**Required action**
Your answer should be the data below, reproduced with nothing changed.

(Stored data)
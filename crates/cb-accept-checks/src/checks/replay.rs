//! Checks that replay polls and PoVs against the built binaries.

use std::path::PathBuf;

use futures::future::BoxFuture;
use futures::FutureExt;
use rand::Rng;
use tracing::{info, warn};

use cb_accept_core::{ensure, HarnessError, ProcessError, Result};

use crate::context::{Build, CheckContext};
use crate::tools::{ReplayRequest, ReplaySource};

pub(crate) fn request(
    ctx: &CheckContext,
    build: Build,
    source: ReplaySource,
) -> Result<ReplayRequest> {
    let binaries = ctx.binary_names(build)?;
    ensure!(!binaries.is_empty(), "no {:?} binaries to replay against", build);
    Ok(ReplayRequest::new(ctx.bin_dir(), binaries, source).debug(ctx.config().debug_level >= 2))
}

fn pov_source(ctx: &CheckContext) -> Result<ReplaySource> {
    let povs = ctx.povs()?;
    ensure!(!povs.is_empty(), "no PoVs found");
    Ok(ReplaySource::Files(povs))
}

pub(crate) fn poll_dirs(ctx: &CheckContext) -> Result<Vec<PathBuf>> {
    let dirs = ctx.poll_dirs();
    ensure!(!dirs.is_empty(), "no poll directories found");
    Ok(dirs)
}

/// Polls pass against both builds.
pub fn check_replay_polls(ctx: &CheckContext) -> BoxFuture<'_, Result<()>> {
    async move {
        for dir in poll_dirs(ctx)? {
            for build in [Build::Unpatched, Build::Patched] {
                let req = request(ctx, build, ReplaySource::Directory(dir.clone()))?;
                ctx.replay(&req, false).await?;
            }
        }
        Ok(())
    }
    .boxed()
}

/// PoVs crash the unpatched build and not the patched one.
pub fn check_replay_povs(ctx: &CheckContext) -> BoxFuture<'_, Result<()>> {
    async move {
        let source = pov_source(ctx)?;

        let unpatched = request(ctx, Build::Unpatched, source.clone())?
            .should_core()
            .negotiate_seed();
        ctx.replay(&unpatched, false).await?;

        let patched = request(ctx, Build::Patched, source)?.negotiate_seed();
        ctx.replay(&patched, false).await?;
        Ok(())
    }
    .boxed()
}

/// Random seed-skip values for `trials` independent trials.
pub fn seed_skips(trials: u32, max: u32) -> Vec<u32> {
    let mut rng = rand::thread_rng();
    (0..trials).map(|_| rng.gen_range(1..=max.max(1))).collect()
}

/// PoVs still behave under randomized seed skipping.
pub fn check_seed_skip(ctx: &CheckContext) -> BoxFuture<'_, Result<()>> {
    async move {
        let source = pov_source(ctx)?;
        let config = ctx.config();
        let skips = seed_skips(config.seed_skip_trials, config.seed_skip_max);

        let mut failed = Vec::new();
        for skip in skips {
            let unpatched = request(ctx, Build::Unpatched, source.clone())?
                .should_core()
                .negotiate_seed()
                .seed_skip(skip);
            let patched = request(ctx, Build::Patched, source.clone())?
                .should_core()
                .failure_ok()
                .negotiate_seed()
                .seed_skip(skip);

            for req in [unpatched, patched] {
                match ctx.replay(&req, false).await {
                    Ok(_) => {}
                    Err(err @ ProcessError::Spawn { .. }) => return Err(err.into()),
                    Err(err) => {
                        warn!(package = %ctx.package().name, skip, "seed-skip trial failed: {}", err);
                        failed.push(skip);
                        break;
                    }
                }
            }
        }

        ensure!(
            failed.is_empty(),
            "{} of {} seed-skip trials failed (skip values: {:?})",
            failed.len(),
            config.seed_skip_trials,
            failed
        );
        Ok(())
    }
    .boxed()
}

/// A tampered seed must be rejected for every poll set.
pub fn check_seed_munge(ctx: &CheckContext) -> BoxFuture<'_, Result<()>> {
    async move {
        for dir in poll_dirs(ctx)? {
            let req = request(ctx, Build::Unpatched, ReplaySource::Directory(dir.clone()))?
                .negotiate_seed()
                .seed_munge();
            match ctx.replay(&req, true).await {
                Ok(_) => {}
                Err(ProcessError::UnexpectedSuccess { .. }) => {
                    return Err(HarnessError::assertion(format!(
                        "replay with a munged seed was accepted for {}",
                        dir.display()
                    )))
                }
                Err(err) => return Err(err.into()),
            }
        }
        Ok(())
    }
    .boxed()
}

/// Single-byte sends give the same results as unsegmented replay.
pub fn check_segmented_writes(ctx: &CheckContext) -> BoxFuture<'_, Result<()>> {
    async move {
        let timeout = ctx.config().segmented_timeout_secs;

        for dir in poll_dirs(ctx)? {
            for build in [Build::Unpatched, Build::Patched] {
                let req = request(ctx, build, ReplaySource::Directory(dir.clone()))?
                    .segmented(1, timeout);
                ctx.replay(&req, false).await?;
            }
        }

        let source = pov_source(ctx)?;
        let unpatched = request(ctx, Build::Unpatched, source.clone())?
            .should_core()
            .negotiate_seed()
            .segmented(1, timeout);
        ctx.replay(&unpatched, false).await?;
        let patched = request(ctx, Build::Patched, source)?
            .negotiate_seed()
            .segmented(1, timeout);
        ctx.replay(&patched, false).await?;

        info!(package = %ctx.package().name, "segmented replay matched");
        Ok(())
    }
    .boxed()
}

**Task solution**
filename crates/cb-accept-checks/src/checks/replay.rs
//! Checks that replay polls and PoVs against the built binaries.

use std::path::PathBuf;

use futures::future::BoxFuture;
use futures::FutureExt;
use rand::Rng;
use tracing::{info, warn};

use cb_accept_core::{ensure, HarnessError, ProcessError, Result};

use crate::context::{Build, CheckContext};
use crate::tools::{ReplayRequest, ReplaySource};

pub(crate) fn request(
    ctx: &CheckContext,
    build: Build,
    source: ReplaySource,
) -> Result<ReplayRequest> {
    let binaries = ctx.binary_names(build)?;
    ensure!(!binaries.is_empty(), "no {:?} binaries to replay against", build);
    Ok(ReplayRequest::new(ctx.bin_dir(), binaries, source).debug(ctx.config().debug_level >= 2))
}

fn pov_source(ctx: &CheckContext) -> Result<ReplaySource> {
    let povs = ctx.povs()?;
    ensure!(!povs.is_empty(), "no PoVs found");
    Ok(ReplaySource::Files(povs))
}

pub(crate) fn poll_dirs(ctx: &CheckContext) -> Result<Vec<PathBuf>> {
    let dirs = ctx.poll_dirs();
    ensure!(!dirs.is_empty(), "no poll directories found");
    Ok(dirs)
}

/// Polls pass against both builds.
pub fn check_replay_polls(ctx: &CheckContext) -> BoxFuture<'_, Result<()>> {
    async move {
        for dir in poll_dirs(ctx)? {
            for build in [Build::Unpatched, Build::Patched] {
                let req = request(ctx, build, ReplaySource::Directory(dir.clone()))?;
                ctx.replay(&req, false).await?;
            }
        }
        Ok(())
    }
    .boxed()
}

/// PoVs crash the unpatched build and not the patched one.
pub fn check_replay_povs(ctx: &CheckContext) -> BoxFuture<'_, Result<()>> {
    async move {
        let source = pov_source(ctx)?;

        let unpatched = request(ctx, Build::Unpatched, source.clone())?
            .should_core()
            .negotiate_seed();
        ctx.replay(&unpatched, false).await?;

        let patched = request(ctx, Build::Patched, source)?.negotiate_seed();
        ctx.replay(&patched, false).await?;
        Ok(())
    }
    .boxed()
}

/// Random seed-skip values for `trials` independent trials.
pub fn seed_skips(trials: u32, max: u32) -> Vec<u32> {
    let mut rng = rand::thread_rng();
    (0..trials).map(|_| rng.gen_range(1..=max.max(1))).collect()
}

/// PoVs still behave under randomized seed skipping.
pub fn check_seed_skip(ctx: &CheckContext) -> BoxFuture<'_, Result<()>> {
    async move {
        let source = pov_source(ctx)?;
        let config = ctx.config();
        let skips = seed_skips(config.seed_skip_trials, config.seed_skip_max);

        let mut failed = Vec::new();
        for skip in skips {
            let unpatched = request(ctx, Build::Unpatched, source.clone())?
                .should_core()
                .negotiate_seed()
                .seed_skip(skip);
            let patched = request(ctx, Build::Patched, source.clone())?
                .should_core()
                .failure_ok()
                .negotiate_seed()
                .seed_skip(skip);

            for req in [unpatched, patched] {
                match ctx.replay(&req, false).await {
                    Ok(_) => {}
                    Err(err @ ProcessError::Spawn { .. }) => return Err(err.into()),
                    Err(err) => {
                        warn!(package = %ctx.package().name, skip, "seed-skip trial failed: {}", err);
                        failed.push(skip);
                        break;
                    }
                }
            }
        }

        ensure!(
            failed.is_empty(),
            "{} of {} seed-skip trials failed (skip values: {:?})",
            failed.len(),
            config.seed_skip_trials,
            failed
        );
        Ok(())
    }
    .boxed()
}

/// A tampered seed must be rejected for every poll set.
pub fn check_seed_munge(ctx: &CheckContext) -> BoxFuture<'_, Result<()>> {
    async move {
        for dir in poll_dirs(ctx)? {
            let req = request(ctx, Build::Unpatched, ReplaySource::Directory(dir.clone()))?
                .negotiate_seed()
                .seed_munge();
            match ctx.replay(&req, true).await {
                Ok(_) => {}
                Err(ProcessError::UnexpectedSuccess { .. }) => {
                    return Err(HarnessError::assertion(format!(
                        "replay with a munged seed was accepted for {}",
                        dir.display()
                    )))
                }
                Err(err) => return Err(err.into()),
            }
        }
        Ok(())
    }
    .boxed()
}

/// Single-byte sends give the same results as unsegmented replay.
pub fn check_segmented_writes(ctx: &CheckContext) -> BoxFuture<'_, Result<()>> {
    async move {
        let timeout = ctx.config().segmented_timeout_secs;

        for dir in poll_dirs(ctx)? {
            for build in [Build::Unpatched, Build::Patched] {
                let req = request(ctx, build, ReplaySource::Directory(dir.clone()))?
                    .segmented(1, timeout);
                ctx.replay(&req, false).await?;
            }
        }

        let source = pov_source(ctx)?;
        let unpatched = request(ctx, Build::Unpatched, source.clone())?
            .should_core()
            .negotiate_seed()
            .segmented(1, timeout);
        ctx.replay(&unpatched, false).await?;
        let patched = request(ctx, Build::Patched, source)?
            .negotiate_seed()
            .segmented(1, timeout);
        ctx.replay(&patched, false).await?;

        info!(package = %ctx.package().name, "segmented replay matched");
        Ok(())
    }
    .boxed()
}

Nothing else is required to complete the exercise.